At this period Romanticism was the dominant trend in Portuguese literature, led by several major writers including Camilo Castelo Branco and António Augusto Soares de Passos, who influenced Ortigão. In the 1870s, a group of students from Coimbra began to promote new ideas in a reaction against romanticism. This group, eventually called the 70s Generation, was to have a major influence on Portuguese literature. As a supporter of romanticism, Ortigão became involved in a struggle against them and even fought a duel with Antero de Quental. In spite of this early opposition he afterwards became friendly with some members of the group. It was at this period that he wrote The Mystery of the Sintra Road and created the satirical journal As Farpas, both in collaboration with Eça de Queiroz. When Queiroz became a diplomat, initially in Cuba, Ortigão continued As Farpas alone.

Ortigão also worked as a translator. In 1874 he produced a Portuguese translation of the English satirical novel Ginx's Baby by Edward Jenkins.
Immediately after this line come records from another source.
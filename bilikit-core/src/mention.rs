//! Mention control records for dynamic posts
//!
//! The dynamic endpoints want every `@name ` span of the post described by a
//! control record whose `location` and `length` count Unicode characters.
//! The regex engine reports byte offsets, so parsing happens in two passes:
//! collect the byte spans, then walk the text one character at a time and
//! translate each span start into a character index.

use std::collections::HashMap;
use std::sync::LazyLock;

use regex::Regex;
use serde::{Deserialize, Serialize};
use tracing::trace;

use crate::error::MentionError;

// `@`, shortest run of non-newline characters, then a space
static RE_MENTION: LazyLock<Regex> =
    LazyLock::new(|| Regex::new("@.*? ").expect("invalid mention regex"));

/// Control type for a user mention.
pub const MENTION_KIND: i32 = 1;

/// One `@name ` occurrence, in the shape the dynamic endpoints expect.
#[derive(Debug, Clone, PartialEq, Eq, Serialize, Deserialize)]
pub struct MentionControl {
    /// Character index of the `@`
    pub location: usize,
    #[serde(rename = "type")]
    pub kind: i32,
    /// Characters covered by `@name `, both delimiters included
    pub length: usize,
    /// Decimal user id, `"0"` when the name is unknown
    pub data: String,
}

/// Find every `@name ` span in `text` and resolve the names through `at`.
///
/// Records come back in order of appearance. Text without a complete span
/// (no trailing space) yields no record for it.
pub fn parse_mentions(
    kind: i32,
    text: &str,
    at: &HashMap<String, i64>,
) -> Result<Vec<MentionControl>, MentionError> {
    let spans: Vec<(usize, usize)> = RE_MENTION
        .find_iter(text)
        .map(|m| (m.start(), m.end()))
        .collect();

    let mut controls = Vec::with_capacity(spans.len());
    let mut pending = spans.into_iter().peekable();

    for (location, (byte_offset, _)) in text.char_indices().enumerate() {
        let Some(&(start, end)) = pending.peek() else {
            break;
        };
        if byte_offset < start {
            continue;
        }
        if byte_offset > start {
            return Err(MentionError::Unaligned { byte_offset: start });
        }

        // '@' and ' ' are one byte each
        let name = &text[start + 1..end - 1];
        let uid = at.get(name).copied().unwrap_or(0);
        trace!(mention = name, uid, location, "resolved mention");

        controls.push(MentionControl {
            location,
            kind,
            length: name.chars().count() + 2,
            data: uid.to_string(),
        });
        pending.next();
    }

    if let Some((start, _)) = pending.next() {
        return Err(MentionError::Unaligned { byte_offset: start });
    }

    Ok(controls)
}

/// Parse mentions and serialize them into the JSON array sent as the
/// `ctrl` / `at_control` form field.
pub fn mention_ctrl_json(
    kind: i32,
    text: &str,
    at: &HashMap<String, i64>,
) -> Result<String, MentionError> {
    let controls = parse_mentions(kind, text, at)?;
    Ok(serde_json::to_string(&controls)?)
}

/// Comma-joined user ids for the `at_uids` form field, ascending.
#[must_use]
pub fn at_uids(at: &HashMap<String, i64>) -> String {
    let mut ids: Vec<i64> = at.values().copied().collect();
    ids.sort_unstable();
    ids.iter()
        .map(ToString::to_string)
        .collect::<Vec<_>>()
        .join(",")
}
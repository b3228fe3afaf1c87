//! Audio (music) payloads

use serde::{Deserialize, Serialize};

use crate::transport::{params, Params};

/// Audio stream quality codes for the `quality` parameter
pub mod audio_quality {
    /// 128K
    pub const SMOOTH: i32 = 0;
    /// 192K
    pub const STANDARD: i32 = 1;
    /// 320K
    pub const HIGH: i32 = 2;
    /// FLAC, members only
    pub const LOSSLESS: i32 = 3;
    /// Preview clip, reported in [`super::AudioPlayUrl::kind`]
    pub const PREVIEW: i32 = -1;
}

/// Query for `audio/music-service-c/url`; see [`audio_quality`].
pub(crate) fn audio_play_url_params(auid: i64, quality: i32) -> Params {
    params([
        ("songid", auid.to_string()),
        ("quality", quality.to_string()),
        ("privilege", "2".to_string()),
        ("mid", "2".to_string()),
        ("platform", "web".to_string()),
    ])
}

/// The `sid` query most song endpoints take.
pub(crate) fn audio_sid(auid: i64) -> Params {
    params([("sid", auid.to_string())])
}

#[derive(Debug, Clone, Default, PartialEq, Eq, Serialize, Deserialize)]
#[serde(default)]
pub struct AudioInfo {
    /// auid
    pub id: i64,
    pub uid: i64,
    pub uname: String,
    pub author: String,
    pub title: String,
    pub cover: String,
    pub intro: String,
    /// lrc lyric URL
    pub lyric: String,
    pub crtype: i32,
    /// Seconds
    pub duration: i64,
    pub passtime: i64,
    pub curtime: i64,
    /// Linked video, 0 when none
    pub aid: i64,
    pub bvid: String,
    pub cid: i64,
    pub msid: i64,
    pub attr: i32,
    pub limit: i32,
    #[serde(rename = "activityId")]
    pub activity_id: i64,
    pub limitdesc: String,
    pub ctime: i64,
    pub statistic: Option<AudioInfoStat>,
    #[serde(rename = "vipInfo")]
    pub vip_info: Option<AudioInfoVip>,
    /// Folders holding the song; login only
    #[serde(rename = "collectIds")]
    pub collect_ids: Vec<i64>,
    pub coin_num: i64,
}

#[derive(Debug, Clone, Copy, Default, PartialEq, Eq, Serialize, Deserialize)]
#[serde(default)]
pub struct AudioInfoStat {
    pub sid: i64,
    pub play: i64,
    pub collect: i64,
    pub comment: i64,
    pub share: i64,
}

#[derive(Debug, Clone, Copy, Default, PartialEq, Eq, Serialize, Deserialize)]
#[serde(default)]
pub struct AudioInfoVip {
    #[serde(rename = "type")]
    pub kind: i32,
    pub status: i32,
    /// Unix milliseconds
    pub due_date: i64,
    pub vip_pay_type: i32,
}

#[derive(Debug, Clone, Default, PartialEq, Eq, Serialize, Deserialize)]
#[serde(default)]
pub struct AudioTag {
    #[serde(rename = "type")]
    pub kind: String,
    pub subtype: i64,
    pub key: i64,
    /// Tag name
    pub info: String,
}

/// Credits of one role
#[derive(Debug, Clone, Default, PartialEq, Eq, Serialize, Deserialize)]
#[serde(default)]
pub struct AudioMember {
    pub list: Vec<AudioMemberEntry>,
    /// 1 singer, 2 lyrics, 3 music, 4 arrangement, 127 uploader
    #[serde(rename = "type")]
    pub kind: i32,
}

#[derive(Debug, Clone, Default, PartialEq, Eq, Serialize, Deserialize)]
#[serde(default)]
pub struct AudioMemberEntry {
    pub mid: i64,
    pub name: String,
    pub member_id: i64,
}

/// Stream URLs for one song
#[derive(Debug, Clone, Default, PartialEq, Eq, Serialize, Deserialize)]
#[serde(default)]
pub struct AudioPlayUrl {
    pub sid: i64,
    /// See [`audio_quality`]
    #[serde(rename = "type")]
    pub kind: i32,
    pub info: String,
    /// Seconds the URLs stay valid
    pub timeout: i64,
    /// Bytes, 0 for a preview
    pub size: i64,
    pub cdns: Vec<String>,
    pub qualities: Vec<AudioPlayUrlQuality>,
    pub title: String,
    pub cover: String,
}

#[derive(Debug, Clone, Default, PartialEq, Eq, Serialize, Deserialize)]
#[serde(default)]
pub struct AudioPlayUrlQuality {
    #[serde(rename = "type")]
    pub kind: i32,
    pub desc: String,
    pub size: i64,
    pub bps: String,
    pub tag: String,
    /// 1 when membership is required
    pub require: i32,
    pub requiredesc: String,
}

/// One page of the account's song lists
#[derive(Debug, Clone, Default, PartialEq, Eq, Serialize, Deserialize)]
#[serde(default, rename_all = "camelCase")]
pub struct AudioMyFavLists {
    pub cur_page: i32,
    pub page_count: i32,
    pub total_size: i32,
    pub page_size: i32,
    pub data: Vec<AudioFavList>,
}

#[derive(Debug, Clone, Default, PartialEq, Eq, Serialize, Deserialize)]
#[serde(default)]
pub struct AudioFavList {
    pub id: i64,
    pub uid: i64,
    pub uname: String,
    pub title: String,
    /// 1 for the default list
    #[serde(rename = "type")]
    pub kind: i32,
    pub published: i32,
    pub cover: String,
    pub ctime: i64,
    /// Number of songs
    pub song: i32,
    pub desc: String,
    pub sids: Vec<i64>,
    #[serde(rename = "menuId")]
    pub menu_id: i64,
    pub statistic: Option<AudioInfoStat>,
}
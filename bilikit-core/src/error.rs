//! Core error types

use thiserror::Error;

/// Failure converting between numeric (av) and encoded (BV) video identifiers.
#[derive(Debug, Clone, PartialEq, Eq, Error)]
pub enum CodecError {
    #[error("BV id too short: {len} characters, need 12")]
    TooShort { len: usize },

    #[error("Invalid BV character {ch:?} at position {position}")]
    InvalidChar { position: usize, ch: char },

    #[error("av{aid} cannot be encoded as a BV id")]
    OutOfRange { aid: i64 },

    #[error("Invalid video id: {0}")]
    InvalidId(String),
}

/// Failure building mention control records.
#[derive(Debug, Error)]
pub enum MentionError {
    #[error("Mention at byte {byte_offset} does not start on a character boundary")]
    Unaligned { byte_offset: usize },

    #[error("Serialization error: {0}")]
    Serialization(#[from] serde_json::Error),
}

#[cfg(test)]
mod tests {
    use super::*;

    #[test]
    fn test_error_display_too_short() {
        let err = CodecError::TooShort { len: 4 };
        assert_eq!(err.to_string(), "BV id too short: 4 characters, need 12");
    }

    #[test]
    fn test_error_display_invalid_char() {
        let err = CodecError::InvalidChar { position: 11, ch: '0' };
        assert_eq!(err.to_string(), "Invalid BV character '0' at position 11");
    }

    #[test]
    fn test_error_display_out_of_range() {
        let err = CodecError::OutOfRange { aid: -1 };
        assert_eq!(err.to_string(), "av-1 cannot be encoded as a BV id");
    }

    #[test]
    fn test_error_display_unaligned() {
        let err = MentionError::Unaligned { byte_offset: 3 };
        assert_eq!(
            err.to_string(),
            "Mention at byte 3 does not start on a character boundary"
        );
    }
}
Ramalho Ortigão died in Lisbon on 27 September 1915.

==Works==
- Literatura de Hoje (1866).
- Em Paris (1868).
- Contos Côr de Rosa (1869).
- O Mistério da Estrada de Sintra (1870).
- Biographia de Emilia Adelaide Pimentel (1871).
- As Farpas (with Eça de Queirós, 1871–72).
- As Farpas (1871–1882).
- Banhos de Caldas e Águas Minerais (1875).
- As Praias de Portugal (1876).
- Notas de Viagem (1878).
- A Instrucção Secundária na Câmara dos Senhores Deputados (1883).
- A Holanda (1883).
- John Bull (1887).
- O Culto da Arte em Portugal (1896).
- Últimas Farpas (1914).

Posthumous
- As Farpas Esquecidas (1946–47).

Translations
- Hygiene da Alma, by Ernst, Baron von Feuchtersleben (1873).
- Ginx's Baby, o Engeitado: seu Nascimento e Mais Desastres, by Edward Jenkins (1874).
- O Marquez de Villemer, by George Sand (1905).